Managing invalid messages

DSE Advanced Replication strategies for managing invalid messages when replication fails.

During message replication, DSE Advanced Replicates attempts to manipulate the message to ensure successful replication. In some cases, replication might occur with only a subset of the data.

In other cases, replication fails when there are too many differences between the schema on the edge cluster and the schema on the hub cluster. For example, schema incompatibilities occur when a column in the hub has a different type than the same column in the edge, or a table in the edge doesn’t contain all the columns that form the primary key of the same table in the hub.

When a message cannot be replicated, you can configure the maximum number of retries. If replication still fails after that maximum is reached, the message is discarded and removed from the replication log. The replication log on the source cluster stores data in preparation for transmission to the destination cluster.

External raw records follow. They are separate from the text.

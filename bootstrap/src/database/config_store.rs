// Backup database configuration store
//
// `<data_dir>/database-configs.json` keeps named provider configs so an operator can switch
// back to a known-good one. Exactly one entry is active. When the environment fully describes
// a provider, an `env` entry is synthesized on load, takes precedence as the active entry, and
// is never written back.

use anyhow::{Context, Result};
use chrono::{DateTime, Utc};
use log::{debug, info};
use serde::{Deserialize, Serialize};
use std::path::{Path, PathBuf};

use crate::installation::files::write_atomic;
use crate::models::provider::{ProviderConfig, ProviderId};
use crate::utils::logging::mask_connection_string;

pub const ENV_ENTRY_ID: &str = "env";

#[derive(Debug, Clone, PartialEq, Serialize, Deserialize)]
#[serde(rename_all = "camelCase")]
pub struct StoredDatabaseConfig {
    pub id: String,
    pub name: String,
    pub config: ProviderConfig,
    pub is_active: bool,
    #[serde(default, skip_serializing)]
    pub from_environment: bool,
    pub created_at: DateTime<Utc>,
    pub updated_at: DateTime<Utc>,
}

/// Listing view with credentials masked.
#[derive(Debug, Clone, PartialEq, Eq, Serialize, Deserialize)]
#[serde(rename_all = "camelCase")]
pub struct DatabaseConfigSummary {
    pub id: String,
    pub name: String,
    pub provider: ProviderId,
    pub connection_string: String,
    pub is_active: bool,
    pub from_environment: bool,
}

impl From<&StoredDatabaseConfig> for DatabaseConfigSummary {
    fn from(entry: &StoredDatabaseConfig) -> Self {
        DatabaseConfigSummary {
            id: entry.id.clone(),
            name: entry.name.clone(),
            provider: entry.config.provider_id(),
            connection_string: mask_connection_string(&entry.config.connection_string()),
            is_active: entry.is_active,
            from_environment: entry.from_environment,
        }
    }
}

#[derive(Debug, Clone, Default, Serialize, Deserialize)]
struct ConfigFile {
    #[serde(default)]
    configs: Vec<StoredDatabaseConfig>,
}

pub struct DatabaseConfigStore {
    path: PathBuf,
    env_config: Option<ProviderConfig>,
}

impl DatabaseConfigStore {
    pub fn new(path: impl Into<PathBuf>, env_config: Option<ProviderConfig>) -> Self {
        Self {
            path: path.into(),
            env_config,
        }
    }

    pub fn path(&self) -> &Path {
        &self.path
    }

    async fn read_file(&self) -> Result<ConfigFile> {
        match tokio::fs::read(&self.path).await {
            Ok(bytes) => serde_json::from_slice(&bytes)
                .with_context(|| format!("{:?} is not a valid configuration store", self.path)),
            Err(e) if e.kind() == std::io::ErrorKind::NotFound => Ok(ConfigFile::default()),
            Err(e) => Err(e).with_context(|| format!("Failed to read {:?}", self.path)),
        }
    }

    async fn write_file(&self, file: &ConfigFile) -> Result<()> {
        let bytes = serde_json::to_vec_pretty(file)?;
        write_atomic(&self.path, &bytes).await
    }

    /// All entries, env entry first when present.
    pub async fn load(&self) -> Result<Vec<StoredDatabaseConfig>> {
        let mut configs = self.read_file().await?.configs;
        if let Some(env_config) = &self.env_config {
            for entry in configs.iter_mut() {
                entry.is_active = false;
            }
            let now = Utc::now();
            configs.insert(
                0,
                StoredDatabaseConfig {
                    id: ENV_ENTRY_ID.to_string(),
                    name: "Environment".to_string(),
                    config: env_config.clone(),
                    is_active: true,
                    from_environment: true,
                    created_at: now,
                    updated_at: now,
                },
            );
        }
        debug!(
            "[PHASE: config_store] [STEP: load] {} entr(ies) from {:?}",
            configs.len(),
            self.path
        );
        Ok(configs)
    }

    pub async fn list(&self) -> Result<Vec<DatabaseConfigSummary>> {
        Ok(self.load().await?.iter().map(DatabaseConfigSummary::from).collect())
    }

    pub async fn active(&self) -> Result<Option<StoredDatabaseConfig>> {
        Ok(self.load().await?.into_iter().find(|c| c.is_active))
    }

    /// Insert or update the entry with the same connection target, optionally making it active.
    /// Returns the entry id.
    pub async fn upsert(&self, name: &str, config: &ProviderConfig, activate: bool) -> Result<String> {
        let mut file = self.read_file().await?;
        let now = Utc::now();
        let target = config.connection_string();

        let id = match file
            .configs
            .iter_mut()
            .find(|c| c.config.connection_string() == target)
        {
            Some(existing) => {
                existing.name = name.to_string();
                existing.config = config.clone();
                existing.updated_at = now;
                existing.id.clone()
            }
            None => {
                let id = uuid::Uuid::new_v4().to_string();
                file.configs.push(StoredDatabaseConfig {
                    id: id.clone(),
                    name: name.to_string(),
                    config: config.clone(),
                    is_active: false,
                    from_environment: false,
                    created_at: now,
                    updated_at: now,
                });
                id
            }
        };

        if activate || !file.configs.iter().any(|c| c.is_active) {
            for entry in file.configs.iter_mut() {
                entry.is_active = entry.id == id;
            }
        }
        self.write_file(&file).await?;
        info!(
            "[PHASE: config_store] [STEP: upsert] Saved '{}' ({}, {})",
            name,
            config.provider_id(),
            mask_connection_string(&target)
        );
        Ok(id)
    }

    pub async fn set_active(&self, id: &str) -> Result<()> {
        if id == ENV_ENTRY_ID {
            anyhow::bail!("The environment entry is always active while the environment defines it");
        }
        let mut file = self.read_file().await?;
        if !file.configs.iter().any(|c| c.id == id) {
            anyhow::bail!("No stored configuration with id '{}'", id);
        }
        for entry in file.configs.iter_mut() {
            entry.is_active = entry.id == id;
        }
        self.write_file(&file).await?;
        info!("[PHASE: config_store] [STEP: set_active] Active configuration is now {}", id);
        Ok(())
    }

    /// Remove an entry. Removing the active entry promotes the first remaining one.
    pub async fn remove(&self, id: &str) -> Result<()> {
        if id == ENV_ENTRY_ID {
            anyhow::bail!("The environment entry cannot be removed");
        }
        let mut file = self.read_file().await?;
        let before = file.configs.len();
        let was_active = file.configs.iter().any(|c| c.id == id && c.is_active);
        file.configs.retain(|c| c.id != id);
        if file.configs.len() == before {
            anyhow::bail!("No stored configuration with id '{}'", id);
        }
        if was_active {
            if let Some(first) = file.configs.first_mut() {
                first.is_active = true;
            }
        }
        self.write_file(&file).await?;
        info!("[PHASE: config_store] [STEP: remove] Removed configuration {}", id);
        Ok(())
    }
}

When a message is discarded, the CQL query string and the related error message are logged on the hub cluster. To define where to store the CQL strings and the error messages that are relevant to the failed message replication, use one of the following logging strategies:

SYSTEM_LOG: Log the CQL query and the error message in the system log on the hub. This is the default value.
TABLE_LOG: Store the CQL query and the error message in the dse_advrep.advrep_invalid_messages_log Cassandra table on the hub.
NONE: Perform no logging.

For the table logging strategy, a record is inserted for each invalid message. The record stores the following data that is relevant to the failed message replication:

keyspace_name: keyspace name of the invalid query
table_name: table name of the invalid query
time_bucket: an hourly time bucket to prevent the Cassandra partition from getting too wide
id: a time based id (timeuuid)
cql_string: the CQL query string, explicitly specifies the original timestamp by including the USING TIMESTAMP option.
error_msg: the error message

Invalid messages are sorted by time in the log table.

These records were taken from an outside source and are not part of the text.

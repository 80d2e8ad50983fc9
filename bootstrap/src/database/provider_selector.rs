// Provider selection
//
// Maps a validated provider config to the storage backend that will hold the administrator
// account. Providers without full support fall back to local file storage; the fallback is
// always reported as a warning, never silent.

use log::{info, warn};
use std::path::PathBuf;
use std::sync::Arc;
use std::time::Duration;

use crate::error::InitError;
use crate::models::provider::{ProviderConfig, ProviderId};
use crate::storage::{LocalFileStorage, PostgresStorage, StorageBackend, StorageCapability};

#[derive(Debug, Clone, Copy, PartialEq, Eq)]
pub enum SupportLevel {
    /// Storage runs on the provider itself.
    Full,
    /// Connectivity can be verified, but accounts are kept in local file storage.
    LocalFallback,
}

pub fn support_level(provider: ProviderId) -> SupportLevel {
    match provider {
        ProviderId::Local | ProviderId::Postgres => SupportLevel::Full,
        ProviderId::MySql | ProviderId::SqlServer => SupportLevel::LocalFallback,
    }
}

pub struct Selection {
    pub storage: Arc<dyn StorageCapability>,
    /// Provider named by the config.
    pub requested: ProviderId,
    /// Provider actually backing `storage`.
    pub provider: ProviderId,
    /// Config describing `storage`; differs from the requested config after a fallback.
    pub effective: ProviderConfig,
    pub warning: Option<String>,
}

impl Selection {
    pub fn is_fallback(&self) -> bool {
        self.requested != self.provider
    }
}

impl std::fmt::Debug for Selection {
    fn fmt(&self, f: &mut std::fmt::Formatter<'_>) -> std::fmt::Result {
        f.debug_struct("Selection")
            .field("requested", &self.requested)
            .field("provider", &self.provider)
            .field("warning", &self.warning)
            .finish_non_exhaustive()
    }
}

pub trait ProviderSelector: Send + Sync {
    fn select(&self, config: &ProviderConfig) -> Result<Selection, InitError>;
}

pub struct DefaultProviderSelector {
    fallback_path: PathBuf,
    acquire_timeout: Duration,
}

impl DefaultProviderSelector {
    pub fn new(fallback_path: impl Into<PathBuf>, acquire_timeout: Duration) -> Self {
        Self {
            fallback_path: fallback_path.into(),
            acquire_timeout,
        }
    }

    fn local(&self, path: PathBuf) -> Arc<dyn StorageCapability> {
        Arc::new(StorageBackend::LocalFile(LocalFileStorage::new(path)))
    }
}

impl ProviderSelector for DefaultProviderSelector {
    fn select(&self, config: &ProviderConfig) -> Result<Selection, InitError> {
        let requested = config.provider_id();
        let selection = match (config, support_level(requested)) {
            (ProviderConfig::Local { path }, _) => Selection {
                storage: self.local(path.clone()),
                requested,
                provider: ProviderId::Local,
                effective: config.clone(),
                warning: None,
            },
            (ProviderConfig::Postgres(_), SupportLevel::Full) => {
                let storage =
                    PostgresStorage::connect_lazy(&config.connection_string(), self.acquire_timeout)
                        .map_err(|e| InitError::Validation(format!("{:#}", e)))?;
                Selection {
                    storage: Arc::new(StorageBackend::Postgres(storage)),
                    requested,
                    provider: ProviderId::Postgres,
                    effective: config.clone(),
                    warning: None,
                }
            }
            _ => Selection {
                storage: self.local(self.fallback_path.clone()),
                requested,
                provider: ProviderId::Local,
                effective: ProviderConfig::Local {
                    path: self.fallback_path.clone(),
                },
                warning: Some(format!(
                    "Provider '{}' is not fully supported yet; administrator data is stored in local file storage at {}.",
                    requested,
                    self.fallback_path.display()
                )),
            },
        };

        match &selection.warning {
            Some(w) => warn!("[PHASE: database] [STEP: select_provider] {}", w),
            None => info!(
                "[PHASE: database] [STEP: select_provider] Using {} storage",
                selection.provider
            ),
        }
        Ok(selection)
    }
}
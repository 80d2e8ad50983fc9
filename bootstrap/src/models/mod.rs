pub mod deployment;
pub mod provider;
pub mod record;
pub mod requests;
pub mod responses;
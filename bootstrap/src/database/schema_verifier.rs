// Schema verification
// Lists the tables a provider currently has and computes which required ones are missing.

use anyhow::{Context, Result};
use futures::TryStreamExt;
use log::{debug, info};
use std::collections::HashSet;
use tiberius::{Query, QueryItem};

use crate::database::connection::DatabaseConnection;

const POSTGRES_TABLES: &str = r#"
    SELECT tablename::text
    FROM pg_tables
    WHERE schemaname = current_schema()
"#;

const MYSQL_TABLES: &str = r#"
    SELECT CAST(table_name AS CHAR)
    FROM information_schema.tables
    WHERE table_schema = DATABASE()
"#;

const SQL_SERVER_TABLES: &str = r#"
    SELECT TABLE_NAME
    FROM INFORMATION_SCHEMA.TABLES
    WHERE TABLE_TYPE = 'BASE TABLE'
"#;

/// Required tables absent from `existing`, compared case-insensitively, in `required` order.
pub fn missing_tables(required: &[&str], existing: &[String]) -> Vec<String> {
    let existing: HashSet<String> = existing.iter().map(|t| t.to_ascii_lowercase()).collect();
    required
        .iter()
        .filter(|t| !existing.contains(&t.to_ascii_lowercase()))
        .map(|t| t.to_string())
        .collect()
}

pub struct SchemaVerifier {
    connection: DatabaseConnection,
}

impl SchemaVerifier {
    pub fn new(connection: DatabaseConnection) -> Self {
        SchemaVerifier { connection }
    }

    pub fn into_connection(self) -> DatabaseConnection {
        self.connection
    }

    /// Table names in the connection's default schema (document sections for local storage).
    pub async fn list_tables(&self) -> Result<Vec<String>> {
        let tables = match &self.connection {
            DatabaseConnection::Local(path) => Self::list_local_sections(path).await?,
            DatabaseConnection::Postgres(pool) => sqlx::query_scalar::<_, String>(POSTGRES_TABLES)
                .fetch_all(pool)
                .await
                .context("Failed to query tables from PostgreSQL")?,
            DatabaseConnection::MySql(pool) => sqlx::query_scalar::<_, String>(MYSQL_TABLES)
                .fetch_all(pool)
                .await
                .context("Failed to query tables from MySQL")?,
            DatabaseConnection::SqlServer(_) => self.list_sql_server_tables().await?,
        };
        info!(
            "[PHASE: database] [STEP: list_tables] Found {} table(s)",
            tables.len()
        );
        Ok(tables)
    }

    async fn list_local_sections(path: &std::path::Path) -> Result<Vec<String>> {
        let bytes = match tokio::fs::read(path).await {
            Ok(bytes) => bytes,
            Err(e) if e.kind() == std::io::ErrorKind::NotFound => {
                debug!(
                    "[PHASE: database] [STEP: list_tables] {:?} does not exist yet",
                    path
                );
                return Ok(Vec::new());
            }
            Err(e) => return Err(e).with_context(|| format!("Failed to read {:?}", path)),
        };
        let doc: serde_json::Value = serde_json::from_slice(&bytes)
            .with_context(|| format!("{:?} is not a valid storage document", path))?;
        Ok(doc
            .as_object()
            .map(|o| o.keys().cloned().collect())
            .unwrap_or_default())
    }

    async fn list_sql_server_tables(&self) -> Result<Vec<String>> {
        let DatabaseConnection::SqlServer(conn) = &self.connection else {
            anyhow::bail!("Not a SQL Server connection");
        };
        let client = conn.client();
        let mut client = client.lock().await;

        let mut stream = Query::new(SQL_SERVER_TABLES)
            .query(&mut *client)
            .await
            .context("Failed to query tables from SQL Server")?;

        let mut tables = Vec::new();
        while let Some(item) = stream
            .try_next()
            .await
            .context("Failed to read from query result")?
        {
            if let QueryItem::Row(row) = item {
                let name = row
                    .get::<&str, _>(0)
                    .ok_or_else(|| anyhow::anyhow!("TABLE_NAME is null"))?;
                tables.push(name.to_string());
            }
        }
        Ok(tables)
    }
}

Global settings apply to the entire edge cluster. These global settings are stored in the CQL table dse_system.advrep_conf that is automatically created. To define configuration keys to change global settings, you can the dse advrep command line tool or write directly to the CQL table. No action is required to keep using the default system log strategy.

Procedure

To manage invalid messages using the table logging strategy:

To change the maximum number of times to retry an invalid message before discarding it and removing it from the replication log, specify a value for the invalid_message_max_retries configuration key:
```
dse advrep edge conf invalid_message_max_retries 20
```
To store the CQL query string and error message in a table, instead of the default system log location, specify the invalid_message_log configuration key as TABLE_LOG:
```
dse advrep edge conf invalid_message_log TABLE_LOG
```
To identify the problem, examine the error messages, the CQL query strings, and the schemas of the data on the edge and the hub.
Take appropriate actions to resolve the incompatibility issues.
Replay the invalid messages. Because the invalid messages are sorted by time stamp in the dse_advrep.advrep_invalid_messages_log Cassandra table, it makes sense to replay the messages in order.
Counters are not supported. Although the CQL string specifies the original timestamp, you can replay the messages out of order because the CQL queries are idempotent and remain unchanged.
1. Read the records of interest from the log table: filter by keyspace, table, and time bucket.
2. Extract the CQL query string from the cql_string column of each record.
3. Run the extracted CQL queries against the hub.
4. After the queries succeed, remove the records from the log table.